You’re assuming Option H is in the best interest of Wootton families. The rest of your legal post (lawyer & litigator here) is biased from this perspective. Those opposed to Option H have a different story to tell (and they’re not just Wootton families concerned about property values). In the end, MCPS doesn’t want this in court during an election year. A lawsuit would force MCPS to keep Wootton open for several more years as it performs the very community engagement you espouse in your post. Option H popped out of nowhere in December, and a recommendation decision will be made in March. Less than 4 months of time for such a drastic move is in no world reasonable.


The fact that Option H does not specify long-term plans for the current Wootton building (which is a problem) is unfortunately the reason why the current situation likely does not qualify as a closure and why it is unlikely to cause significant delay. They can still move forward changing the feeders while the long-term outcome is determined- either through appropriate procedures or through litigation or both.


The facility is separate from the school. The long term plans for the facility or site don't matter.


How do you arrive at that conclusion? As I described in an earlier thread, while the definition is not spelled out in the law, all indications are that closure refers to the facility- not the student population.


When PG County closed moved a Fairmont Heights High School to a new building 2 miles away, and closed the original building, was that a school closure? No.

In MoCo, is Burtonsville elementary school being closed because a different building is being constructed 2 miles away? No.

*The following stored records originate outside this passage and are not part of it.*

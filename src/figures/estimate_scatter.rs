//! County-level VHb against the survey and benchmark hesitancy estimates,
//! one panel per reference week.

use super::RenderContext;
use crate::charts::style;
use crate::data::{self, DataLoader};
use crate::stats::StatsCalculator;
use anyhow::Result;
use plotters::coord::Shift;
use plotters::prelude::*;
use plotters::series::DashedLineSeries;
use plotters::style::text_anchor::{HPos, Pos, VPos};
use std::path::PathBuf;
use tracing::debug;

const SURVEY_WEEKS: [i64; 6] = [15, 20, 25, 30, 35, 40];
const SURVEY_X_RANGES: [(f64, f64); 6] = [
    (0.75, 1.0),
    (0.75, 1.0),
    (0.85, 1.0),
    (0.9, 1.0),
    (0.9, 1.0),
    (0.9, 1.0),
];
const BENCHMARK_WEEK: i64 = 23;

pub(super) fn render_fig4(ctx: &RenderContext) -> Result<PathBuf> {
    let loader = DataLoader::new(&ctx.data_dir);
    let df = loader.load_csv("fig4_data.csv")?;

    let out = ctx.out_path("aspe_delphi_vhb.png");
    let root = BitMapBackend::new(&out, (1700, 420)).into_drawing_area();
    root.fill(&WHITE)?;

    // Six survey panels, a spacer, then the benchmark panel.
    let x_breaks: [i32; 7] = [221, 442, 663, 884, 1105, 1326, 1462];
    let y_breaks: [i32; 0] = [];
    let areas = root.split_by_breakpoints(x_breaks, y_breaks);

    for (panel_idx, &week) in SURVEY_WEEKS.iter().enumerate() {
        let rows = data::filter_i64_eq(&df, "week_number", week)?;
        let x = data::f64_column(&rows, "VHb")?;
        let y = data::f64_column(&rows, "fb_hesitant")?;
        scatter_panel(
            &areas[panel_idx],
            &x,
            &y,
            week,
            SURVEY_X_RANGES[panel_idx],
            (0.0, 0.6),
            if panel_idx == 0 {
                Some("Delphi VH Estimate")
            } else {
                None
            },
            style::SCATTER_GREY,
        )?;
    }

    let rows = data::filter_i64_eq(&df, "week_number", BENCHMARK_WEEK)?;
    let x = data::f64_column(&rows, "VHb")?;
    let y = data::f64_column(&rows, "aspe_hesitant")?;
    scatter_panel(
        &areas[7],
        &x,
        &y,
        BENCHMARK_WEEK,
        (0.8, 1.0),
        (0.0, 0.3),
        Some("ASPE VH Estimate"),
        style::PALETTE[0],
    )?;

    root.draw(&Text::new(
        "a)",
        (10, 8),
        ("serif", 18).into_font().color(&BLACK),
    ))?;
    root.draw(&Text::new(
        "b)",
        (1472, 8),
        ("serif", 18).into_font().color(&BLACK),
    ))?;

    root.present()?;
    Ok(out.clone())
}

#[allow(clippy::too_many_arguments)]
fn scatter_panel(
    area: &DrawingArea<BitMapBackend<'_>, Shift>,
    x: &[f64],
    y: &[f64],
    week: i64,
    x_range: (f64, f64),
    y_range: (f64, f64),
    y_desc: Option<&str>,
    color: RGBColor,
) -> Result<()> {
    let pairs: Vec<(f64, f64)> = x
        .iter()
        .zip(y.iter())
        .filter(|(a, b)| !a.is_nan() && !b.is_nan())
        .map(|(&a, &b)| (a, b))
        .collect();
    let mean_x = StatsCalculator::mean(&pairs.iter().map(|p| p.0).collect::<Vec<_>>());
    let mean_y = StatsCalculator::mean(&pairs.iter().map(|p| p.1).collect::<Vec<_>>());
    let (rho, p_value) = StatsCalculator::spearman(x, y);
    debug!(week, rho, p_value, "estimate panel correlation");

    let mut chart = ChartBuilder::on(area)
        .caption(format!("Week {week}  (ρ = {rho:.3})"), ("serif", 14))
        .margin(6)
        .x_label_area_size(38)
        .y_label_area_size(if y_desc.is_some() { 48 } else { 22 })
        .build_cartesian_2d(x_range.0..x_range.1, y_range.0..y_range.1)?;

    let mut mesh = chart.configure_mesh();
    mesh.x_desc("VHb").label_style(("serif", 12)).x_labels(4);
    match y_desc {
        Some(desc) => {
            mesh.y_desc(desc);
        }
        None => {
            mesh.y_labels(0);
        }
    }
    mesh.draw()?;

    chart.draw_series(
        pairs
            .iter()
            .map(|&(a, b)| Circle::new((a, b), 2, color.mix(0.25).filled())),
    )?;

    // Dotted crosshair through the panel means, with the values called out.
    chart.draw_series(DashedLineSeries::new(
        vec![(mean_x, y_range.0), (mean_x, y_range.1)],
        3,
        3,
        style::CRIMSON.stroke_width(1),
    ))?;
    chart.draw_series(DashedLineSeries::new(
        vec![(x_range.0, mean_y), (x_range.1, mean_y)],
        3,
        3,
        style::CRIMSON.stroke_width(1),
    ))?;
    chart.draw_series(std::iter::once(Text::new(
        format!("{mean_x:.2}"),
        (mean_x, y_range.1 - (y_range.1 - y_range.0) * 0.02),
        ("serif", 12)
            .into_font()
            .color(&style::CRIMSON)
            .pos(Pos::new(HPos::Left, VPos::Top)),
    )))?;
    chart.draw_series(std::iter::once(Text::new(
        format!("{mean_y:.2}"),
        (x_range.1 - (x_range.1 - x_range.0) * 0.02, mean_y),
        ("serif", 12)
            .into_font()
            .color(&style::CRIMSON)
            .pos(Pos::new(HPos::Right, VPos::Bottom)),
    )))?;
    Ok(())
}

School closures absolutely do not refer to the facility.


Well this brings up a nuance I pointed out a few pages back, but didn't re-raise given the technicality of it. All of the examples I can find, paired with what I see from local policies and procedures- closure actually refers to permanent discontinuation of a site for educational purposes that leads to a net reduction in total facilities within the district.


Exactly.

We're not even getting into a grey area here, like when a single building gets used for two schools.

This is a pretty simple case because we happen to be in a situation where there's a new building that hasn't been used as a school yet.
Anonymous
Anonymous wrote:
Anonymous wrote:
Anonymous wrote:
Anonymous wrote:
Anonymous wrote:
Anonymous wrote:
Anonymous wrote:Lawyer here and an actual litigator who has moved for TROs & PIs on behalf of plaintiffs and defended against injunctive requests for defendants. Also a Wootton parent who doesn’t think the sky will fall if our kids go to Crown permanently or as a holding school.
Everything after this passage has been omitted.